This is not the time for mood swings, but one look at the naked desire on Brandy's face puts everything back in perspective. I'm here to get fucked, and I think she's quite ready to oblige me. I look back over at Adam, glancing not-so-subtly down at his cock and letting my eyes roam over the pale planes of his naked torso before meeting his gaze. Evidently whatever he saw in my face was enough to decide him, because he chugs the last of his beer and stands up, grabbing his coat. He holds out a hand to me in an oddly gentlemanly manner and says, "Coming?"
I lay my hand in his, ever the lady, and stand. He gives me his arm and I take it, Brandy coming up to rest her hand on my hip as we walk out.
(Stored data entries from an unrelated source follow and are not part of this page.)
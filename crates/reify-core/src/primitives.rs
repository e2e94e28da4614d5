//! # Innate Primitives
//!
//! Hardcoded vocabulary and limits for the Reify CORE.
//!
//! The store starts with zero facts but a fixed vocabulary: the attribute
//! names that productions read and write, the meta-types that describe them,
//! and the token markers of the pattern grammar. These are compiled into the
//! binary and are immutable at runtime.

// =============================================================================
// PATTERN GRAMMAR
// =============================================================================

/// Leading marker of a variable token (`?x`).
pub const VARIABLE_PREFIX: char = '?';

/// Token matching any term without binding it.
pub const WILDCARD: &str = "*";

// =============================================================================
// META TYPES
// =============================================================================

/// The type of all types. `TYPE!` is itself typed `TYPE!`.
pub const META_TYPE: &str = "TYPE!";

/// Type of registered compute operators.
pub const OPERATION_TYPE: &str = "OPERATION!";

/// Type of registered effects.
pub const EFFECT_TYPE: &str = "EFFECT!";

/// Type of registered aggregation definitions.
pub const AGGREGATION_TYPE: &str = "AGGREGATION!";

/// Type of installed rules.
pub const RULE_TYPE: &str = "RULE!";

// =============================================================================
// SELF-DESCRIPTION ATTRIBUTES
// =============================================================================

pub const TYPE: &str = "TYPE";
pub const DOCS: &str = "DOCS";
pub const CATEGORY: &str = "CATEGORY";

// =============================================================================
// PRODUCTION ATTRIBUTES
// =============================================================================

/// Rule description attributes.
pub const WHERE: &str = "WHERE";
pub const NAC: &str = "NAC";
pub const PRODUCE: &str = "PRODUCE";

/// Aggregation attributes.
pub const AGGREGATE: &str = "AGGREGATE";
pub const ITEM: &str = "ITEM";
pub const REFINES: &str = "REFINES";
pub const CURRENT: &str = "CURRENT";

/// Infix of versioned aggregation result keys: `{agg}:RESULT:V{n}`.
pub const RESULT_KEY_INFIX: &str = ":RESULT:";

/// Suffix of the aggregation version entity: `{agg}:VERSION`.
pub const VERSION_KEY_SUFFIX: &str = ":VERSION";

/// Compute operator attributes.
pub const OP: &str = "OP";
pub const X: &str = "X";
pub const Y: &str = "Y";
pub const VALUE: &str = "VALUE";
pub const COMPARE: &str = "COMPARE";
pub const LEFT: &str = "LEFT";
pub const RIGHT: &str = "RIGHT";

/// Effect attributes.
pub const EFFECT: &str = "EFFECT";
pub const INPUT: &str = "INPUT";
pub const STATUS: &str = "STATUS";
pub const ERROR: &str = "ERROR";

/// Written by compute operators and effects.
pub const RESULT: &str = "RESULT";

/// Effect status values.
pub const STATUS_SUCCESS: &str = "SUCCESS";
pub const STATUS_ERROR: &str = "ERROR";

// =============================================================================
// INPUT VALIDATION LIMITS
// =============================================================================

/// Maximum number of patterns in a single pattern list.
///
/// Joins are nested loops; this keeps loaded programs computationally bounded.
pub const MAX_PATTERNS_PER_LIST: usize = 64;

/// Maximum number of facts accepted from a single program.
pub const MAX_PROGRAM_FACTS: usize = 100_000;

/// Maximum length for word and string terms read from a program.
pub const MAX_TERM_LENGTH: usize = 65536;

#[cfg(test)]
mod tests {
    use super::*;

    #[test]
    fn markers_are_distinct() {
        assert_ne!(WILDCARD.chars().next(), Some(VARIABLE_PREFIX));
    }

    #[test]
    fn meta_types_are_marked() {
        for name in [
            META_TYPE,
            OPERATION_TYPE,
            EFFECT_TYPE,
            AGGREGATION_TYPE,
            RULE_TYPE,
        ] {
            assert!(name.ends_with('!'));
        }
    }
}
// =============================================================================
// TESTS
// =============================================================================

#[cfg(test)]
mod tests {
    use super::*;
    use crate::Quad;

    fn installed() -> Graph {
        let mut graph = Graph::new();
        let _handle = install_aggregation(
            &mut graph,
            &AggregationDefinitions::standard(),
            &Term::word("sys"),
        )
        .expect("install");
        graph
    }

    fn total() -> Term {
        Term::word("total")
    }

    #[test]
    fn sum_refines_per_item() {
        let mut graph = installed();
        graph.add("total", "AGGREGATE", "SUM", "stats").expect("add");
        for n in [10, 20, 30] {
            graph.add("total", "ITEM", n, "stats").expect("add");
        }

        assert_eq!(current_value(&graph, &total()), Some(Term::from(60)));
        assert_eq!(current_version(&graph, &total()), Some(3));
        assert!(graph.has(&Quad::new(
            "total:RESULT:V3",
            "REFINES",
            "total:RESULT:V2",
            "stats"
        )));
        assert_eq!(
            result_history(&graph, &total()),
            vec![
                (1, Term::from(10)),
                (2, Term::from(30)),
                (3, Term::from(60))
            ]
        );
    }

    #[test]
    fn exactly_one_current_result() {
        let mut graph = installed();
        graph.add("total", "AGGREGATE", "SUM", "stats").expect("add");
        assert!(current_results(&graph, &total()).is_empty());

        for n in 1..=5 {
            graph.add("total", "ITEM", n, "stats").expect("add");
            assert_eq!(current_results(&graph, &total()).len(), 1);
        }
    }

    #[test]
    fn items_before_declaration_are_folded_in() {
        let mut graph = installed();
        graph.add("n", "ITEM", "a", "*").expect("add");
        graph.add("n", "ITEM", "b", "*").expect("add");
        graph.add("n", "AGGREGATE", "COUNT", "stats").expect("add");
        graph.add("n", "ITEM", "c", "*").expect("add");

        assert_eq!(current_value(&graph, &Term::word("n")), Some(Term::from(3)));
    }

    #[test]
    fn declarations_before_install_are_activated() {
        let mut graph = Graph::new();
        graph.add("m", "AGGREGATE", "max", "stats").expect("add");
        graph.add("m", "ITEM", 4, "*").expect("add");
        let _handle = install_aggregation(
            &mut graph,
            &AggregationDefinitions::standard(),
            &Term::word("sys"),
        )
        .expect("install");
        graph.add("m", "ITEM", 9, "*").expect("add");
        graph.add("m", "ITEM", 2, "*").expect("add");

        assert_eq!(current_value(&graph, &Term::word("m")), Some(Term::from(9)));
    }

    #[test]
    fn duplicate_items_count_once() {
        let mut graph = installed();
        graph.add("n", "AGGREGATE", "COUNT", "stats").expect("add");
        graph.add("n", "ITEM", "x", "*").expect("add");
        graph.add("n", "ITEM", "x", "*").expect("add");
        assert_eq!(current_value(&graph, &Term::word("n")), Some(Term::from(1)));
    }

    #[test]
    fn average_of_non_numeric_is_null() {
        let mut graph = installed();
        graph.add("avg", "AGGREGATE", "AVG", "stats").expect("add");
        graph.add("avg", "ITEM", "apple", "*").expect("add");
        assert_eq!(current_value(&graph, &Term::word("avg")), Some(Term::Null));

        graph.add("avg", "ITEM", 4, "*").expect("add");
        graph.add("avg", "ITEM", 8, "*").expect("add");
        assert_eq!(current_value(&graph, &Term::word("avg")), Some(Term::from(6)));
    }

    #[test]
    fn unknown_aggregation_is_ignored() {
        let mut graph = installed();
        graph.add("x", "AGGREGATE", "MEDIAN", "stats").expect("add");
        graph.add("x", "ITEM", 1, "*").expect("add");
        assert_eq!(current_value(&graph, &Term::word("x")), None);
    }

    #[test]
    fn redeclaration_does_not_restart() {
        let mut graph = installed();
        graph.add("total", "AGGREGATE", "SUM", "stats").expect("add");
        graph.add("total", "ITEM", 5, "*").expect("add");
        graph.add("total", "AGGREGATE", "SUM", "other").expect("add");
        graph.add("total", "ITEM", 6, "*").expect("add");
        assert_eq!(current_value(&graph, &total()), Some(Term::from(11)));
        assert_eq!(current_version(&graph, &total()), Some(2));
    }

    #[test]
    fn custom_definitions() {
        struct Concat(String);
        impl Accumulator for Concat {
            fn accumulate(&mut self, item: &Term) {
                self.0.push_str(item.as_text().unwrap_or_default());
            }
            fn reduce(&self) -> Term {
                Term::string(&self.0)
            }
        }

        let mut defs = AggregationDefinitions::new();
        defs.define("CONCAT", "joined text", || -> Box<dyn Accumulator> {
            Box::new(Concat(String::new()))
        });
        let mut graph = Graph::new();
        let _handle = install_aggregation(&mut graph, &defs, &Term::word("sys")).expect("install");

        graph.add("s", "AGGREGATE", "concat", "c").expect("add");
        graph.add("s", "ITEM", "ab", "*").expect("add");
        graph.add("s", "ITEM", "cd", "*").expect("add");
        assert_eq!(current_value(&graph, &Term::word("s")), Some(Term::string("abcd")));
        assert!(graph.has(&Quad::new("CONCAT", "TYPE", "AGGREGATION!", "sys")));
    }

    #[test]
    fn failing_result_watch_keeps_refinement_chain() {
        let mut graph = installed();
        let _failing = graph.watch(
            Pattern::new("total", "total:RESULT:V2", "?v", "*"),
            |_: &mut Graph, _: &Binding| Err(GraphError::Definition("boom".to_string())),
        );
        graph.add("total", "AGGREGATE", "SUM", "stats").expect("add");
        graph.add("total", "ITEM", 3, "stats").expect("add");

        let result = graph.add("total", "ITEM", 4, "stats");
        assert!(matches!(result, Err(GraphError::Propagation { .. })));

        assert!(graph.has(&Quad::new(
            "total:RESULT:V2",
            "REFINES",
            "total:RESULT:V1",
            "stats"
        )));
        assert_eq!(current_results(&graph, &total()).len(), 1);
        assert_eq!(current_value(&graph, &total()), Some(Term::from(7)));
        assert_eq!(current_version(&graph, &total()), Some(2));
    }
}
I lean over to Adam, grinning suggestively and whisper, "Not yet, but I'm hoping you'll fix that soon."
Adam laughs, surprised, and Brandy gives me a questioning look. I just smile demurely and lean over to her, my painted lips close to her ear as I whisper, "You've got lovely taste in boys, my dear."
I follow it up with a nip of my teeth and then we're outside in the cold, dividing up into cars and heading off into the night. Brandy comes with me, two lovely drag queens in a boy's car riding through the night. Adam peels off as we're getting settled and she giggles demurely, saying, "Boys can be so impatient!"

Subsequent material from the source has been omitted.